夫の最後の写真を指す李文足(今年9月北京にて)
夫の最後の写真を指す李文足(今年9月北京にて)

 通してもらった広いリビングルームは、無駄な家具が無く、綺麗に整頓されていた。そのリビングに接して6畳くらいの部屋がある。5歳になる一人息子の部屋である。今日は幼稚園に行っていて息子はいない。その一面の壁には、プリントされた家族の写真が沢山貼られていた。二十枚以上はある。

夫の最後の写真

 李文足は、その中の一枚を指差した。

「駅で別れた時、彼は『行くよ』と手を振って行きました。それ以来、今まで離れ離れになっています」

 写真の中にはメガネをかけた男性が写っている。夫、王全璋(42歳)である。
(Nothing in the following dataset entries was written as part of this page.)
//! Signaling error type.

use thiserror::Error;
use tokio_tungstenite::tungstenite;

/// Errors produced by the signaling client.
///
/// Some variants are delivered to callbacks and leave the session usable
/// (`HandshakeRejected`, `SignalRejected`, `Encode`, `NotConnected`); the rest end the
/// receive loop. See [`SignalingError::is_fatal`].
#[derive(Debug, Error)]
pub enum SignalingError {
    #[error("{0} handler is not set")]
    MissingHandler(&'static str),

    #[error("invalid signaling url: {0}")]
    InvalidUrl(String),

    #[error("websocket error: {0}")]
    WebSocket(#[from] tungstenite::Error),

    #[error("malformed frame: {0}")]
    MalformedFrame(String),

    #[error("malformed payload: {0}")]
    MalformedPayload(#[from] serde_json::Error),

    #[error("failed to encode message: {0}")]
    Encode(#[source] serde_json::Error),

    #[error("acknowledgment for unknown message id {0}")]
    UnmatchedAck(u64),

    #[error("syn failed: {0}")]
    HandshakeRejected(String),

    #[error("sig failed: {0}")]
    SignalRejected(String),

    #[error("not connected")]
    NotConnected,
}

impl SignalingError {
    /// Whether the error ends the signaling session.
    pub fn is_fatal(&self) -> bool {
        !matches!(
            self,
            SignalingError::HandshakeRejected(_)
                | SignalingError::SignalRejected(_)
                | SignalingError::Encode(_)
                | SignalingError::NotConnected
        )
    }
}
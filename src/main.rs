mod audio;
mod config;
mod controller;
mod correlation;
mod error;
mod negotiator;
mod peer;
mod protocol;
mod signaling;

use anyhow::Context;
use config::Config;
use controller::{CallController, CallEvent};
use peer::PeerFactory;
use signaling::SignalingClient;
use tokio::signal;
use tokio::sync::mpsc;

#[tokio::main]
async fn main() -> anyhow::Result<()> {
    // 初始化日志，默认 info 级别，可通过 RUST_LOG 覆盖
    env_logger::Builder::from_env(env_logger::Env::default().default_filter_or("info")).init();

    // 加载配置
    let config = Config::new()
        .and_then(Config::with_env_overrides)
        .map_err(anyhow::Error::msg)?;
    log::info!(
        "{} {} starting, signaling at {}",
        env!("APP_NAME"),
        env!("APP_VERSION"),
        config.ws_url
    );

    // 事件通道，信令回调、对端连接和播放线程都往这里汇报
    let (tx_event, mut rx_event) = mpsc::unbounded_channel::<CallEvent>();

    let mut signaling = SignalingClient::new(config.client_name, config.is_sender);
    let tx = tx_event.clone();
    signaling.set_on_connected(move |result| {
        let _ = tx.send(CallEvent::SignalingReady(result));
    });
    let tx = tx_event.clone();
    signaling.set_on_signaled(move |signal| {
        let _ = tx.send(CallEvent::Signaled(signal));
    });

    let mut receive_loop = signaling
        .connect(&config.ws_url)
        .await
        .context("failed to open signaling connection")?;

    let mut controller = CallController::new(PeerFactory::new(config), signaling, tx_event);

    // 主事件循环
    let outcome = loop {
        tokio::select! {
            _ = signal::ctrl_c() => {
                log::info!("Received Ctrl+C, shutting down...");
                break Ok(());
            }

            finished = &mut receive_loop => {
                break match finished {
                    Ok(Ok(())) => {
                        log::info!("Signaling connection closed");
                        Ok(())
                    }
                    Ok(Err(e)) => Err(anyhow::Error::new(e).context("signaling session failed")),
                    Err(e) => Err(anyhow::Error::new(e).context("signaling task panicked")),
                };
            }

            Some(event) = rx_event.recv() => {
                if let Err(e) = controller.handle_event(event).await {
                    break Err(e);
                }
            }
        }
    };

    controller.shutdown().await;
    if let Err(e) = &outcome {
        log::error!("{:#}", e);
    }
    outcome
}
おそらくその駅に到着する前に電車の中で撮ったのだろう。写真の中の王全璋は、隣の席の上に立ち上がっている、まだ幼い息子を優しげに見守っていた。

 これが、夫の姿を捉えた最後の一枚になったという。夫はこの写真の一か月後、行方不明になった。

 李文足は「それっきりですよ、ハハハ」と、乾いた声で笑う。

行方不明になった夫・王全璋の最後の一枚。息子を優しく見つめていた(2015年6月)
行方不明になった夫・王全璋の最後の一枚。息子を優しく見つめていた(2015年6月)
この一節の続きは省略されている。